RPL has claimed an annual crude processing capacity of 5,80,000 barrels per day, making it the sixth largest refinery in the world.
Sources close to the company said that the deal was mainly to enhance RIL’s position as an integrated energy major. The markets generally ascribed higher valuation to integrated energy companies compared to standalone refineries due to better competitive position and reduced earnings volatility, they added.
The sources said the merger would catapult RIL among the world’s 50 most profitable companies; top 10 non-state owned refining companies; top 15 independent upstream companies and the fifth largest producer of poly-propylene.
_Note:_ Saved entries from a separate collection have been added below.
use std::future::Future;
use std::sync::Arc;

use axum::Router;
use axum::body::Bytes;
use axum::extract::State;
use axum::http::StatusCode;
use axum::response::{IntoResponse, Json, Response};
use axum::routing::{get, post};
use serde::de::DeserializeOwned;
use serde::{Deserialize, Serialize};
use tokio::net::TcpListener;
use tower_http::trace::TraceLayer;
use tracing::error;

use crate::core::error::GatewayError;
use crate::core::types::{
    DetectRequest, Detection, HealthStatus, TranslateRequest, TranslateResponse,
};
use crate::gateway::TranslationGateway;

/// Body returned for exhausted retries; provider details stay in the logs.
pub const UNAVAILABLE_MESSAGE: &str = "Translation service unavailable";

#[derive(Debug, Clone, PartialEq, Eq, Serialize, Deserialize)]
pub struct ErrorBody {
    pub error: String,
}

#[derive(Debug)]
pub struct ApiError(pub GatewayError);

impl ApiError {
    pub fn status_code(&self) -> StatusCode {
        match &self.0 {
            GatewayError::InvalidInput { .. } => StatusCode::BAD_REQUEST,
            GatewayError::DetectionFailed { .. } => StatusCode::INTERNAL_SERVER_ERROR,
            GatewayError::TranslationUnavailable { .. } => StatusCode::SERVICE_UNAVAILABLE,
            GatewayError::Unexpected { .. } => StatusCode::INTERNAL_SERVER_ERROR,
        }
    }

    pub fn body(&self) -> ErrorBody {
        let error = match &self.0 {
            GatewayError::TranslationUnavailable { .. } => UNAVAILABLE_MESSAGE.to_string(),
            other => other.to_string(),
        };
        ErrorBody { error }
    }
}

impl From<GatewayError> for ApiError {
    fn from(error: GatewayError) -> Self {
        Self(error)
    }
}

impl IntoResponse for ApiError {
    fn into_response(self) -> Response {
        (self.status_code(), Json(self.body())).into_response()
    }
}

pub fn router(gateway: Arc<TranslationGateway>) -> Router {
    Router::new()
        .route("/", get(health))
        .route("/detect", post(detect))
        .route("/translate", post(translate))
        .layer(TraceLayer::new_for_http())
        .with_state(gateway)
}

/// Serves the gateway on `listener` until `shutdown` resolves.
pub async fn serve<F>(
    listener: TcpListener,
    gateway: Arc<TranslationGateway>,
    shutdown: F,
) -> std::io::Result<()>
where
    F: Future<Output = ()> + Send + 'static,
{
    axum::serve(listener, router(gateway))
        .with_graceful_shutdown(shutdown)
        .await
}

async fn health(State(gateway): State<Arc<TranslationGateway>>) -> Json<HealthStatus> {
    Json(HealthStatus::ok(&gateway.provider_id()))
}

async fn detect(
    State(gateway): State<Arc<TranslationGateway>>,
    body: Bytes,
) -> Result<Json<Vec<Detection>>, ApiError> {
    let request: DetectRequest = parse_body(&body)?;
    let detections =
        run_to_completion(async move { gateway.detect_language(&request.q).await }).await?;
    Ok(Json(detections))
}

async fn translate(
    State(gateway): State<Arc<TranslationGateway>>,
    body: Bytes,
) -> Result<Json<TranslateResponse>, ApiError> {
    let request: TranslateRequest = parse_body(&body)?;
    let response = run_to_completion(async move { gateway.translate(&request).await }).await?;
    Ok(Json(response))
}

/// Bodies are read as JSON whatever the declared content type.
fn parse_body<T>(body: &[u8]) -> Result<T, GatewayError>
where
    T: DeserializeOwned,
{
    serde_json::from_slice(body).map_err(|error| GatewayError::invalid_input(error.to_string()))
}

/// Runs gateway work on its own task so a dropped connection does not cancel
/// a request mid-retry.
async fn run_to_completion<T, Fut>(work: Fut) -> Result<T, GatewayError>
where
    Fut: Future<Output = Result<T, GatewayError>> + Send + 'static,
    T: Send + 'static,
{
    tokio::spawn(work).await.unwrap_or_else(|join_error| {
        error!(error = %join_error, "request task failed");
        Err(GatewayError::Unexpected {
            message: join_error.to_string(),
        })
    })
}
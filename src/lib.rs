pub mod config;
pub mod core;
pub mod gateway;
pub mod handle;
pub mod providers;
pub mod retry;
pub mod server;
pub mod transport;

pub use crate::config::GatewayConfig;
pub use crate::core::types::*;
pub use crate::gateway::TranslationGateway;
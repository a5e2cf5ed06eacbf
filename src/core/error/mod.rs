use crate::core::types::ProviderId;
use thiserror::Error;

#[derive(Debug, Clone, PartialEq, Eq, Error)]
pub enum ConfigError {
    #[error("unknown translation provider: {name}")]
    UnknownProvider { name: String },
    #[error("invalid provider config for {provider:?}: {reason}")]
    InvalidProviderConfig {
        provider: ProviderId,
        reason: String,
    },
    #[error("invalid timeout: {timeout_ms} ms")]
    InvalidTimeout { timeout_ms: u64 },
    #[error("invalid retry policy: {reason}")]
    InvalidRetryPolicy { reason: String },
    #[error("invalid value for {key}: {reason}")]
    InvalidValue { key: String, reason: String },
}

#[derive(Debug, Clone, PartialEq, Eq, Error)]
pub enum ProviderError {
    #[error(
        "provider transport error{context}: {message}",
        context = format_context(Some(.provider), .request_id.as_deref(), None)
    )]
    Transport {
        provider: ProviderId,
        request_id: Option<String>,
        message: String,
    },
    #[error(
        "provider status error{context}: {message}",
        context = format_context(Some(.provider), .request_id.as_deref(), Some(*.status_code))
    )]
    Status {
        provider: ProviderId,
        status_code: u16,
        request_id: Option<String>,
        message: String,
    },
    #[error(
        "provider protocol error{context}: {message}",
        context = format_context(Some(.provider), .request_id.as_deref(), None)
    )]
    Protocol {
        provider: ProviderId,
        request_id: Option<String>,
        message: String,
    },
    #[error(
        "provider serialization error{context}: {message}",
        context = format_context(Some(.provider), .request_id.as_deref(), None)
    )]
    Serialization {
        provider: ProviderId,
        request_id: Option<String>,
        message: String,
    },
    #[error(
        "provider initialization error{context}: {message}",
        context = format_context(Some(.provider), None, None)
    )]
    Initialization {
        provider: ProviderId,
        message: String,
    },
}

impl ProviderError {
    pub fn provider(&self) -> &ProviderId {
        match self {
            Self::Transport { provider, .. }
            | Self::Status { provider, .. }
            | Self::Protocol { provider, .. }
            | Self::Serialization { provider, .. }
            | Self::Initialization { provider, .. } => provider,
        }
    }
}

/// Failure taxonomy surfaced by the gateway.
#[derive(Debug, Clone, PartialEq, Eq, Error)]
pub enum GatewayError {
    #[error("invalid input: {message}")]
    InvalidInput { message: String },
    #[error("language detection failed: {message}")]
    DetectionFailed { message: String },
    #[error("translation unavailable after {attempts} attempts: {last_error}")]
    TranslationUnavailable { attempts: u32, last_error: String },
    #[error("{message}")]
    Unexpected { message: String },
}

impl GatewayError {
    pub fn invalid_input(message: impl Into<String>) -> Self {
        Self::InvalidInput {
            message: message.into(),
        }
    }
}

fn format_context(
    provider: Option<&ProviderId>,
    request_id: Option<&str>,
    status_code: Option<u16>,
) -> String {
    let mut context = Vec::new();

    if let Some(provider) = provider {
        context.push(format!("provider={}", provider.as_str()));
    }
    if let Some(request_id) = request_id {
        context.push(format!("request_id={request_id}"));
    }
    if let Some(status_code) = status_code {
        context.push(format!("status_code={status_code}"));
    }

    if context.is_empty() {
        String::new()
    } else {
        format!(" [{}]", context.join(", "))
    }
}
With the merger, RIL will have enhanced weightage in domestic indices. RIL will also gain significantly from higher financial strength and flexibility from the merger, which is likely to be earnings accretive for RIL from the first year itself.
Analysts were not surprised with the latest move as all of RIL’s subsidiaries involved in refining or petrochemicals in the past had eventually been merged with RIL.
Back in 2002, when RPL was merged with RIL, the swap ratio was fixed at 1:11 that is for every one share of RIL, 11 RPL shares.
SP Tulsian, independent equity advisor, said RIL shares could even cross Rs 1,300 next week, while RPL's price can correct to about Rs 70, as ultimately everything depends on the conversion ratio, which was likely to be in the range of 1: 18 to 1;24.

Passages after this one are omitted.